Data from: A changing climate is snuffing out post-fire recovery in montane forests

  • Marin E. Chambers (Contributor)
  • Paula J. Fornwalt (Contributor)
  • Mike A. Battaglia (Contributor)
  • Kyle C. Rodman (Contributor)
  • T. T. Veblen (Contributor)
  • Zachary A. Holden (Contributor)
  • Thomas Kolb (Contributor)
  • Jessica R. Ouzts (Contributor)
  • Monica T. Rother (Contributor)



Aim: Climate warming is increasing fire activity in many of Earth's forested ecosystems. Because fire is an important catalyst for change, investigation of post-fire vegetation response is crucial for understanding the potential for future conversions from forest to non-forest vegetation types. To better understand effects of wildfire and climate warming on forest recovery, we assessed the extent to which climate and terrain influence spatiotemporal variation in past and future post-fire tree regeneration. Location: Montane forests, Rocky Mountains, USA Time Period: 1981-2099 Taxa Studied: Pinus ponderosa; Pseudotsuga menziesii Methods: We developed a network of dendrochronological samples (n = 717) and field plots (n = 1301) from post-fire environments spanning a range of topographic and climatic settings. We then used boosted regression trees to predict annual suitability for post-fire seedling establishment and generalized linear mixed models to predict total post-fire seedling abundances, reconstructing recent trends in post-fire recovery and projecting future dynamics using three general circulation models (GCMs) under moderate and extreme emission scenarios.

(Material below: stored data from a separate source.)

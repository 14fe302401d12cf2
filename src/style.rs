//! Framing settings the editor applies around a screenshot: padding, corner
//! radius, shadow, background and output aspect ratio.
//!
//! Only the data lives here. Rendering happens in the editor.

use std::fmt;
use std::str::FromStr;

use serde::{Deserialize, Serialize};

/// Stock gradient backgrounds, `(name, css gradient)`.
pub const BACKGROUND_PRESETS: [(&str, &str); 5] = [
    ("Desktop", "linear-gradient(135deg, #667eea 0%, #764ba2 100%)"),
    ("Cool", "linear-gradient(135deg, #2196F3 0%, #00BCD4 100%)"),
    ("Nice", "linear-gradient(135deg, #E91E63 0%, #9C27B0 100%)"),
    ("Morning", "linear-gradient(135deg, #FF9800 0%, #FFC107 100%)"),
    ("Bright", "linear-gradient(135deg, #9C27B0 0%, #673AB7 100%)"),
];

/// Stock output ratios, `(label, ratio)`.
pub const ASPECT_PRESETS: [(&str, AspectRatio); 5] = [
    ("Auto", AspectRatio::Auto),
    ("4:3", AspectRatio::Fixed { width: 4, height: 3 }),
    ("3:2", AspectRatio::Fixed { width: 3, height: 2 }),
    ("16:9", AspectRatio::Fixed { width: 16, height: 9 }),
    ("1:1", AspectRatio::Fixed { width: 1, height: 1 }),
];

const MAX_PADDING: u32 = 100;
const MAX_INSET: u32 = 20;
const MAX_BORDER_RADIUS: u32 = 50;
const MAX_SHADOW: u32 = 100;

/// Output aspect ratio. `Auto` follows the content.
#[derive(Debug, Clone, Copy, PartialEq, Eq, Default, Serialize, Deserialize)]
#[serde(try_from = "String", into = "String")]
pub enum AspectRatio {
    #[default]
    Auto,
    Fixed { width: u32, height: u32 },
}

impl AspectRatio {
    /// Smallest canvas with this ratio that contains a `width` x `height` box.
    pub fn canvas_size(&self, width: u32, height: u32) -> (u32, u32) {
        match *self {
            Self::Auto => (width, height),
            Self::Fixed { width: rw, height: rh } => {
                let (w, h, rw, rh) = (width as u64, height as u64, rw as u64, rh as u64);
                if w * rh >= h * rw {
                    // Content is wider than the ratio: grow height.
                    (width, saturate((w * rh).div_ceil(rw)))
                } else {
                    (saturate((h * rw).div_ceil(rh)), height)
                }
            }
        }
    }
}

fn saturate(n: u64) -> u32 {
    u32::try_from(n).unwrap_or(u32::MAX)
}

impl fmt::Display for AspectRatio {
    fn fmt(&self, f: &mut fmt::Formatter<'_>) -> fmt::Result {
        match self {
            Self::Auto => write!(f, "auto"),
            Self::Fixed { width, height } => write!(f, "{width}:{height}"),
        }
    }
}

impl FromStr for AspectRatio {
    type Err = String;

    fn from_str(s: &str) -> Result<Self, Self::Err> {
        let s = s.trim();
        if s.eq_ignore_ascii_case("auto") {
            return Ok(Self::Auto);
        }
        let (w, h) = s
            .split_once(':')
            .ok_or_else(|| format!("Invalid aspect ratio {s:?}: expected \"auto\" or \"W:H\""))?;
        let width: u32 = w
            .trim()
            .parse()
            .map_err(|e| format!("Invalid aspect ratio width {w:?}: {e}"))?;
        let height: u32 = h
            .trim()
            .parse()
            .map_err(|e| format!("Invalid aspect ratio height {h:?}: {e}"))?;
        if width == 0 || height == 0 {
            return Err(format!("Invalid aspect ratio {s:?}: sides must be non-zero"));
        }
        Ok(Self::Fixed { width, height })
    }
}

impl TryFrom<String> for AspectRatio {
    type Error = String;

    fn try_from(value: String) -> Result<Self, Self::Error> {
        value.parse()
    }
}

impl From<AspectRatio> for String {
    fn from(value: AspectRatio) -> Self {
        value.to_string()
    }
}

/// Editor framing preferences. Values outside the slider ranges are clamped
/// by [`FrameStyle::clamped`].
#[derive(Debug, Clone, PartialEq, Eq, Serialize, Deserialize)]
#[serde(default)]
pub struct FrameStyle {
    pub padding: u32,
    pub inset: u32,
    pub border_radius: u32,
    pub shadow: u32,
    pub background: String,
    pub aspect_ratio: AspectRatio,
    pub show_watermark: bool,
    pub redact_emails: bool,
}

impl Default for FrameStyle {
    fn default() -> Self {
        Self {
            padding: 40,
            inset: 0,
            border_radius: 12,
            shadow: 20,
            background: BACKGROUND_PRESETS[0].1.to_string(),
            aspect_ratio: AspectRatio::Auto,
            show_watermark: false,
            redact_emails: false,
        }
    }
}

impl FrameStyle {
    pub fn clamped(mut self) -> Self {
        self.padding = self.padding.min(MAX_PADDING);
        self.inset = self.inset.min(MAX_INSET);
        self.border_radius = self.border_radius.min(MAX_BORDER_RADIUS);
        self.shadow = self.shadow.min(MAX_SHADOW);
        if self.background.trim().is_empty() {
            self.background = BACKGROUND_PRESETS[0].1.to_string();
        }
        self
    }

    /// Resolves a stock gradient name (case-insensitive) to its CSS; anything
    /// else is taken as CSS already.
    pub fn background_for(name_or_css: &str) -> String {
        BACKGROUND_PRESETS
            .iter()
            .find(|(name, _)| name.eq_ignore_ascii_case(name_or_css.trim()))
            .map(|(_, css)| css.to_string())
            .unwrap_or_else(|| name_or_css.to_string())
    }
}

Results: Though 1981-2015 declines in growing season (April-September) precipitation were associated with declining suitability for seedling establishment, 2021-2099 trends in precipitation were widely variable among GCMs, leading to mixed projections of future establishment suitability. In contrast, climatic water deficit (CWD), strongly tied to warming temperature and increased evaporative demand, was projected to increase throughout our study area. Our projections strongly suggest that future increases in CWD and an increased frequency of extreme drought will reduce post-fire seedling abundances. Main Conclusions: Our findings highlight the key roles of warming and drying in declines in forest resilience to wildfire. The striking differences in projections of post-fire recovery between moderate and extreme emissions scenarios suggest that the most extreme impacts on forest resilience in the latter part of the 21st century may be mitigated with aggressive emissions reductions in the next two decades.